シリア、アサド前政権支持派への軍事作戦終了と発表

シリア暫定政府の国防当局は10日、西部の湾岸都市でのアサド前大統領の支持派に対する軍事作戦が終了したと発表した。写真は9日、シリアのラタキアで撮影(2025年 ロイター/Karam al-Masri)
[ドバイ 10日 ロイター] - シリア暫定政府の国防当局は10日、西部の湾岸都市でのアサド前大統領の支持派に対する軍事作戦が終了したと発表した。2024年12月のアサド政権崩壊後、治安部隊と前政権支持者間の最大規模の衝突となっていた。
英国を拠点とするシリア人権監視団は、過去2日間の衝突で計1000人以上が死亡したと発表。745人が民間人、125人が治安部隊員、148人が前政権支持派の戦闘員という。
国防当局の報道官はXへの投稿で公共機関は業務を再開したと表明。将来の脅威を取り除くため、引き続き前政権支持者らを掃討する計画があるとも言及した。
シリア暫定政府を主導する旧反体制派「シャーム解放機構(HTS)」の指導者アハマド・シャラア(通称ジャウラニ)氏は9日、衝突を受けて、加害者の責任を追及すると表明した。
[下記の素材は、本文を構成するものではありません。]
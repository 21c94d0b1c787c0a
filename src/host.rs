//! Rendering targets: the elements a renderer can be attached to.
//!
//! Targets are looked up by a simple CSS selector: `#id`, `.class` or a tag name.

use lazy_static::lazy_static;
use regex::Regex;

use crate::error::ConfigError;
use crate::geometry::BoundingBox;

lazy_static! {
    static ref RE_SELECTOR: Regex = Regex::new(r"^([#.]?)([A-Za-z_][\w-]*)$").unwrap();
}

/// A parsed selector.
#[derive(Debug, Clone, PartialEq, Eq)]
pub enum Selector {
    Id(String),
    Class(String),
    Tag(String),
}

impl Selector {
    pub fn parse(selector: &str) -> Result<Self, ConfigError> {
        let caps = RE_SELECTOR
            .captures(selector.trim())
            .ok_or_else(|| ConfigError::InvalidSelector(selector.to_string()))?;
        let name = caps[2].to_string();
        Ok(match &caps[1] {
            "#" => Selector::Id(name),
            "." => Selector::Class(name),
            _ => Selector::Tag(name.to_lowercase()),
        })
    }

    pub fn matches(&self, element: &Element) -> bool {
        match self {
            Selector::Id(id) => element.id.as_deref() == Some(id.as_str()),
            Selector::Class(class) => element.classes.iter().any(|c| c == class),
            Selector::Tag(tag) => element.tag.eq_ignore_ascii_case(tag),
        }
    }
}

/// A rendering target as seen by the renderer.
#[derive(Debug, Clone, PartialEq)]
pub struct Element {
    pub tag: String,
    pub id: Option<String>,
    pub classes: Vec<String>,
    /// Position and size in page coordinates
    pub rect: BoundingBox,
    pub child_count: usize,
}

impl Element {
    pub fn new(tag: &str, rect: BoundingBox) -> Self {
        Self {
            tag: tag.to_string(),
            id: None,
            classes: Vec::new(),
            rect,
            child_count: 0,
        }
    }

    pub fn with_id(mut self, id: &str) -> Self {
        self.id = Some(id.to_string());
        self
    }

    pub fn with_class(mut self, class: &str) -> Self {
        self.classes.push(class.to_string());
        self
    }

    pub fn with_children(mut self, count: usize) -> Self {
        self.child_count = count;
        self
    }
}

/// Anything that can resolve a selector to an element.
pub trait CanvasHost {
    /// First element matching `selector`, in document order.
    fn query_selector(&self, selector: &Selector) -> Option<&Element>;
}

/// A fixed list of elements.
#[derive(Debug, Clone, Default)]
pub struct StaticHost {
    elements: Vec<Element>,
}

impl StaticHost {
    pub fn new() -> Self {
        Self::default()
    }

    pub fn with(mut self, element: Element) -> Self {
        self.elements.push(element);
        self
    }

    /// A host holding one empty `div#render` of the given size at the page origin.
    pub fn single(width: f64, height: f64) -> Self {
        Self::new().with(
            Element::new("div", BoundingBox::new(0.0, 0.0, width, height)).with_id("render"),
        )
    }
}

impl CanvasHost for StaticHost {
    fn query_selector(&self, selector: &Selector) -> Option<&Element> {
        self.elements.iter().find(|e| selector.matches(e))
    }
}
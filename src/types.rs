//! Graph model: nodes, edges and the JSON shape they are read from.

use serde::{Deserialize, Serialize};
use serde_json::Value;
use std::collections::{BTreeMap, HashMap};
use std::fmt;

use crate::error::GraphError;
use crate::geometry::Point;

/// Unique node identifier. JSON input may use numbers or strings.
#[derive(Debug, Clone, PartialEq, Eq, Hash, PartialOrd, Ord, Serialize, Deserialize)]
#[serde(from = "RawId", into = "String")]
pub struct NodeId(String);

#[derive(Deserialize)]
#[serde(untagged)]
enum RawId {
    Int(i64),
    Float(f64),
    Text(String),
}

impl From<RawId> for NodeId {
    fn from(raw: RawId) -> Self {
        match raw {
            RawId::Int(i) => NodeId(i.to_string()),
            RawId::Float(f) => NodeId(f.to_string()),
            RawId::Text(s) => NodeId(s),
        }
    }
}

impl From<NodeId> for String {
    fn from(id: NodeId) -> Self {
        id.0
    }
}

impl From<&str> for NodeId {
    fn from(s: &str) -> Self {
        NodeId(s.to_string())
    }
}

impl From<usize> for NodeId {
    fn from(i: usize) -> Self {
        NodeId(i.to_string())
    }
}

impl NodeId {
    pub fn as_str(&self) -> &str {
        &self.0
    }
}

impl fmt::Display for NodeId {
    fn fmt(&self, f: &mut fmt::Formatter<'_>) -> fmt::Result {
        f.write_str(&self.0)
    }
}

/// A node. `x`/`y` are an optional initial layout position.
#[derive(Debug, Clone, PartialEq, Serialize, Deserialize)]
pub struct Node {
    pub id: NodeId,
    #[serde(default, skip_serializing_if = "Option::is_none")]
    pub x: Option<f64>,
    #[serde(default, skip_serializing_if = "Option::is_none")]
    pub y: Option<f64>,
    /// Any other attributes carried through untouched
    #[serde(flatten)]
    pub attributes: BTreeMap<String, Value>,
}

impl Node {
    pub fn new(id: impl Into<NodeId>) -> Self {
        Self {
            id: id.into(),
            x: None,
            y: None,
            attributes: BTreeMap::new(),
        }
    }

    pub fn at(id: impl Into<NodeId>, x: f64, y: f64) -> Self {
        Self {
            x: Some(x),
            y: Some(y),
            ..Self::new(id)
        }
    }

    /// Initial position, when both coordinates are given and finite.
    pub fn position(&self) -> Option<Point> {
        match (self.x, self.y) {
            (Some(x), Some(y)) if x.is_finite() && y.is_finite() => Some(Point::new(x, y)),
            _ => None,
        }
    }
}

#[derive(Debug, Clone, PartialEq, Serialize, Deserialize)]
pub struct Edge {
    pub source: NodeId,
    pub target: NodeId,
    #[serde(flatten)]
    pub attributes: BTreeMap<String, Value>,
}

impl Edge {
    pub fn new(source: impl Into<NodeId>, target: impl Into<NodeId>) -> Self {
        Self {
            source: source.into(),
            target: target.into(),
            attributes: BTreeMap::new(),
        }
    }
}

/// An edge resolved to node indices.
#[derive(Debug, Clone, Copy, PartialEq, Eq)]
pub struct Link {
    pub source: usize,
    pub target: usize,
}

#[derive(Debug, Clone, Default, PartialEq, Serialize, Deserialize)]
pub struct Graph {
    pub nodes: Vec<Node>,
    #[serde(default)]
    pub edges: Vec<Edge>,
}

impl Graph {
    pub fn new(nodes: Vec<Node>, edges: Vec<Edge>) -> Self {
        Self { nodes, edges }
    }

    pub fn from_json(text: &str) -> Result<Self, GraphError> {
        serde_json::from_str(text).map_err(|e| GraphError::Json(e.to_string()))
    }

    /// Node id → index into `nodes`.
    pub fn index(&self) -> Result<HashMap<&NodeId, usize>, GraphError> {
        let mut index = HashMap::with_capacity(self.nodes.len());
        for (i, node) in self.nodes.iter().enumerate() {
            if index.insert(&node.id, i).is_some() {
                return Err(GraphError::DuplicateNode(node.id.to_string()));
            }
        }
        Ok(index)
    }

    /// Resolve every edge's endpoints to node indices.
    pub fn resolve_links(&self) -> Result<Vec<Link>, GraphError> {
        let index = self.index()?;
        self.edges
            .iter()
            .enumerate()
            .map(|(i, edge)| {
                let lookup = |id: &NodeId| {
                    index.get(id).copied().ok_or_else(|| GraphError::UnknownNode {
                        edge: i,
                        id: id.to_string(),
                    })
                };
                Ok(Link {
                    source: lookup(&edge.source)?,
                    target: lookup(&edge.target)?,
                })
            })
            .collect()
    }
}
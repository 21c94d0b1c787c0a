//! Canvas ↔ disk coordinate transforms and small planar helpers.

use super::{Disk, Point};

/// Map a canvas point into disk space.
///
/// The disk centre goes to the origin, the boundary to the unit circle, and the
/// y axis is flipped. Points outside the disk pass through unclamped.
pub fn to_disk_space(p: Point, disk: &Disk) -> Point {
    Point::new(
        (p.x - disk.center_x()) / disk.radius(),
        -(p.y - disk.center_y()) / disk.radius(),
    )
}

/// Map a disk-space point back onto the canvas. Inverse of [`to_disk_space`].
pub fn to_canvas_space(p: Point, disk: &Disk) -> Point {
    Point::new(
        p.x * disk.radius() + disk.center_x(),
        -p.y * disk.radius() + disk.center_y(),
    )
}

pub fn polar_to_cartesian(r: f64, theta: f64, center: Point) -> Point {
    Point::new(center.x + r * theta.cos(), center.y + r * theta.sin())
}

/// Returns `(r, θ)` with θ in `[-π, π]`.
pub fn cartesian_to_polar(p: Point) -> (f64, f64) {
    (p.x.hypot(p.y), p.y.atan2(p.x))
}

pub fn euclidean_distance(p: Point, q: Point) -> f64 {
    (p.x - q.x).hypot(p.y - q.y)
}

pub fn midpoint(p: Point, q: Point) -> Point {
    Point::new((p.x + q.x) / 2.0, (p.y + q.y) / 2.0)
}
衝突と殺害について調査する独立委員会の設立も発表されており、国防当局報道官は、調査委員会に全面的に協力すると言及した。
ジャウラニ氏は、近隣諸国の関与に対処しつつ、分裂した国の統一を試みている。今回の戦闘は、イスラム教スンニ派によるアサド政権下で優遇されてきた支持派に対する殺害行為に発展し、以前の政府高官や軍幹部も多数が対象に含まれていた。
アサド政権の崩壊後、トルコが支援する組織とシリア北東部におけるクルド人勢力が対立している。情報筋はロイターに、イスラエルはシリアの軍事施設を攻撃し、シリアの弱体化のために米国に働きかけていると語った。